Comme à chacune des éditions précédentes, le fil rouge est celui d’une thématique résolument positive. Cette fois, l’intitulé est "Rêver". Et Emmanuel d’Autreppe, le commissaire des expositions, de préciser : "A une époque où les nouvelles technologies de l’image formatent le rêve, les organisateurs ont préféré faire rêver à hauteur d’homme."
Effectivement, en cohérence avec cette biennale qui joue de la proximité, de la connivence, le spectaculaire est absent des propos de la vingtaine d’artistes exposés et cela fait plutôt du bien.
Parfois, dans le parcours, l’expérience inédite prend le dessus. On pense à cette halte dans une cidrerie toute de bois, façon datcha, lovée au fond d’un jardin. Certes, la série "Pyongyang Paris" de Didier Bizet qu’on y découvre et qui illustre le dépaysement brutal d’un Coréen du Nord sous nos contrées n’est pas sans intérêt. Cependant, parlant d’exotisme, la sensation - fût-elle brève - de calme et de beauté pour le citadin de passage l’est tout autant.

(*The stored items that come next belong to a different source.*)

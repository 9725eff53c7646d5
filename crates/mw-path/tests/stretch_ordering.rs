use mw_core::{GeoPoint, NodeId, Site};
use mw_graph::{HopGraph, TowerSighting, UndirectedView};
use mw_path::{analyze, AnalysisOpts, SimplePaths};

fn sighting(lat: f64, lon: f64) -> TowerSighting {
    TowerSighting::new(GeoPoint::new(lat, lon), "")
}

/// Four towers in a line along the equator with a slightly longer detour
/// around the middle link:
///
///   A(0,0.0) - B(0,0.2) - C(0,0.4) - D(0,0.6)
///                 \          /
///                  E(0.01,0.3)
fn ladder() -> HopGraph {
    let mut graph = HopGraph::new();
    graph.add_hop(sighting(0.0, 0.0), sighting(0.0, 0.2), vec!["'6093.45'".into()]);
    graph.add_hop(sighting(0.0, 0.2), sighting(0.0, 0.4), vec!["6034.15".into()]);
    graph.add_hop(sighting(0.0, 0.4), sighting(0.0, 0.6), vec!["10755.0".into()]);
    graph.add_hop(sighting(0.0, 0.2), sighting(0.01, 0.3), vec!["11245.0".into()]);
    graph.add_hop(sighting(0.01, 0.3), sighting(0.0, 0.4), vec!["11325.0".into()]);
    graph
}

#[test]
fn simple_paths_arrive_in_non_decreasing_length() {
    let graph = ladder();
    let view = UndirectedView::from_graph(&graph);
    let paths: Vec<_> =
        SimplePaths::new(&view, NodeId::from_raw(0), NodeId::from_raw(3)).collect();
    assert_eq!(paths.len(), 2, "ladder has exactly two simple A-D paths");
    for pair in paths.windows(2) {
        assert!(pair[0].length_km <= pair[1].length_km);
    }
    assert_eq!(paths[0].nodes.len(), 4); // A-B-C-D
    assert_eq!(paths[1].nodes.len(), 5); // A-B-E-C-D
}

#[test]
fn each_enumerated_path_is_simple_and_unique() {
    let graph = ladder();
    let view = UndirectedView::from_graph(&graph);
    let paths: Vec<_> =
        SimplePaths::new(&view, NodeId::from_raw(0), NodeId::from_raw(3)).collect();
    let mut seen = std::collections::BTreeSet::new();
    for path in &paths {
        let mut nodes = path.nodes.clone();
        assert!(seen.insert(path.nodes.clone()), "duplicate path {nodes:?}");
        nodes.sort();
        nodes.dedup();
        assert_eq!(nodes.len(), path.nodes.len(), "path revisits a node");
    }
}

#[test]
fn unreachable_pair_enumerates_nothing() {
    let mut graph = HopGraph::new();
    graph.add_hop(sighting(0.0, 0.0), sighting(0.0, 0.2), vec![]);
    graph.add_hop(sighting(5.0, 5.0), sighting(5.0, 5.2), vec![]);
    let view = UndirectedView::from_graph(&graph);
    let mut paths = SimplePaths::new(&view, NodeId::from_raw(0), NodeId::from_raw(2));
    assert!(paths.next().is_none());
}

#[test]
fn accepted_count_equals_leading_low_stretch_prefix() {
    let graph = ladder();
    let site0 = Site::new("west", GeoPoint::new(0.001, 0.0));
    let site1 = Site::new("east", GeoPoint::new(0.001, 0.6));
    let opts = AnalysisOpts::default();
    let report = analyze(&graph, &site0, &site1, &opts).unwrap().unwrap();

    // Recompute the stopping rule by hand over the ordered enumeration.
    let view = UndirectedView::from_graph(&graph);
    let mut expected = 0;
    for path in SimplePaths::new(&view, report.tower0, report.tower1) {
        let aggr = opts.stretch_aggr(report.dist_fiber, path.length_km, report.geo_dist_dc);
        if aggr >= opts.stretch_threshold {
            break;
        }
        expected += 1;
    }
    assert_eq!(report.simple_path_counter, expected);
    assert_eq!(report.simple_path_counter, 2, "both ladder paths are low-stretch");
}
use chrono::NaiveDate;
use mw_core::{GeoPoint, LicenseId};
use serde::{Deserialize, Serialize};

/// Regulatory status text attached to a license record.
///
/// The status is informational; validity on a date is decided purely from the
/// grant/cancel/expiry dates.
#[derive(Debug, Clone, Copy, PartialEq, Eq, Serialize, Deserialize)]
pub enum LicenseStatus {
    /// License is listed as active.
    Active,
    /// License was terminated by the holder.
    Terminated,
    /// License ran past its expiry date.
    Expired,
    /// License was cancelled by the regulator.
    Cancelled,
    /// Any unrecognized status text.
    Unknown,
}

impl LicenseStatus {
    /// Parses upstream status text, mapping unrecognized values to `Unknown`.
    pub fn parse(text: &str) -> Self {
        match text.trim() {
            "Active" => LicenseStatus::Active,
            "Terminated" => LicenseStatus::Terminated,
            "Expired" => LicenseStatus::Expired,
            "Cancelled" => LicenseStatus::Cancelled,
            _ => LicenseStatus::Unknown,
        }
    }
}

/// One parsed license ledger record.
#[derive(Debug, Clone, PartialEq, Serialize, Deserialize)]
pub struct LicenseRecord {
    /// License identifier.
    pub id: LicenseId,
    /// Regulatory status text.
    pub status: LicenseStatus,
    /// Date the license was granted.
    pub grant_date: NaiveDate,
    /// Date the license became effective, when present.
    pub effective_date: Option<NaiveDate>,
    /// Date the license was cancelled; absent (empty or unparseable in the
    /// ledger) means never cancelled.
    pub cancel_date: Option<NaiveDate>,
    /// Date the license expires.
    pub expiry_date: NaiveDate,
}

/// One parsed hop ledger record: a transmitter-to-receiver segment owned by a
/// license.
#[derive(Debug, Clone, PartialEq, Serialize, Deserialize)]
pub struct HopRecord {
    /// Owning license.
    pub license_id: LicenseId,
    /// Status text carried on the hop line.
    pub status: LicenseStatus,
    /// Transmitter location.
    pub tx_point: GeoPoint,
    /// Transmitter elevation text.
    pub tx_elevation: String,
    /// Receiver location.
    pub rx_point: GeoPoint,
    /// Receiver elevation text.
    pub rx_elevation: String,
    /// Operating frequencies as reported, brackets and padding stripped.
    pub frequencies: Vec<String>,
}

/// A per-record parse defect. Defects exclude the record from the ledger's
/// active set; they never abort the batch.
#[derive(Debug, Clone, PartialEq, Eq, Serialize, Deserialize)]
pub struct RecordDefect {
    /// 1-based line number of the defective record.
    pub line: u64,
    /// Stable machine readable defect code.
    pub code: String,
    /// Human readable description.
    pub message: String,
}

impl RecordDefect {
    pub(crate) fn new(line: u64, code: impl Into<String>, message: impl Into<String>) -> Self {
        Self {
            line,
            code: code.into(),
            message: message.into(),
        }
    }
}

/// Result of parsing a license ledger: good records plus isolated defects.
#[derive(Debug, Clone, Default, Serialize, Deserialize)]
pub struct LicenseLedger {
    /// Successfully parsed records in file order.
    pub records: Vec<LicenseRecord>,
    /// Records that failed to parse.
    pub defects: Vec<RecordDefect>,
}

/// Result of parsing a hop ledger.
#[derive(Debug, Clone, Default, Serialize, Deserialize)]
pub struct HopLedger {
    /// Successfully parsed records in file order.
    pub records: Vec<HopRecord>,
    /// Records that failed to parse.
    pub defects: Vec<RecordDefect>,
}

On pense aussi à cette étable avec ces images fortes de la ruralité pauvre prises en Russie par Alexandra Demenkova. Une installation quelque peu littérale, mais qui a le mérite de solliciter d’autres sens que la vue. On pense enfin à la chapelle Saint-Servais avec les photographies de petit format, on devrait dire les icônes, d’Anne-Sophie Costenoble glissées au milieu de l’imagerie religieuse. Une rencontre de deux mondes d’intériorité qui vaut vraiment le détour.
Merveilleuse
Ceci dit, quelques expositions à la présentation plus conventionnelle le valent tout autant. A commencer par la confrontation très réussie des univers d’un Karel Fonteyne loin de ses commandes de mode et du Paul Nougé de la fin des années 1920, au plus proche de la subversion du surréalisme qu’il inspira tant.
Dans une pièce contiguë, mais dans un registre très éloigné, la Française Jacqueline Roberts explore très activement la photographie elle-même, dans sa dimension tant technique qu’iconographique. Cela nous vaut un aperçu en trois images de ses réinterprétations de peintures célèbres, dont celle - superbe - des Ménines de Velasquez ainsi qu’une série de portraits réalisés au collodion humide comme en 1850. On y sent l’énergie et la boulimie d’une passionnée. Fort heureusement car, entre les travaux de la très victorienne Margaret Cameron et de l’actuelle Sally Mann, le terrain d’exploration est vaste.
On mentionnera encore la chronique sensible, merveilleuse - aux deux sens d’admirable et de féerique - d’une petite fille trisomique tenue par Sian Davey, sa maman. Sans oublier le travail classe et classique de Baudoin Lotin, la série sobre et très juste de Marie Moroni sur la résilience courageuse des Rwandaises.
Décidément, pas de doute, voilà une biennale avec une philosophie de la proximité aux gens et à la région, une biennale à hauteur d’homme qu’on aura plaisir à retrouver dans deux ans.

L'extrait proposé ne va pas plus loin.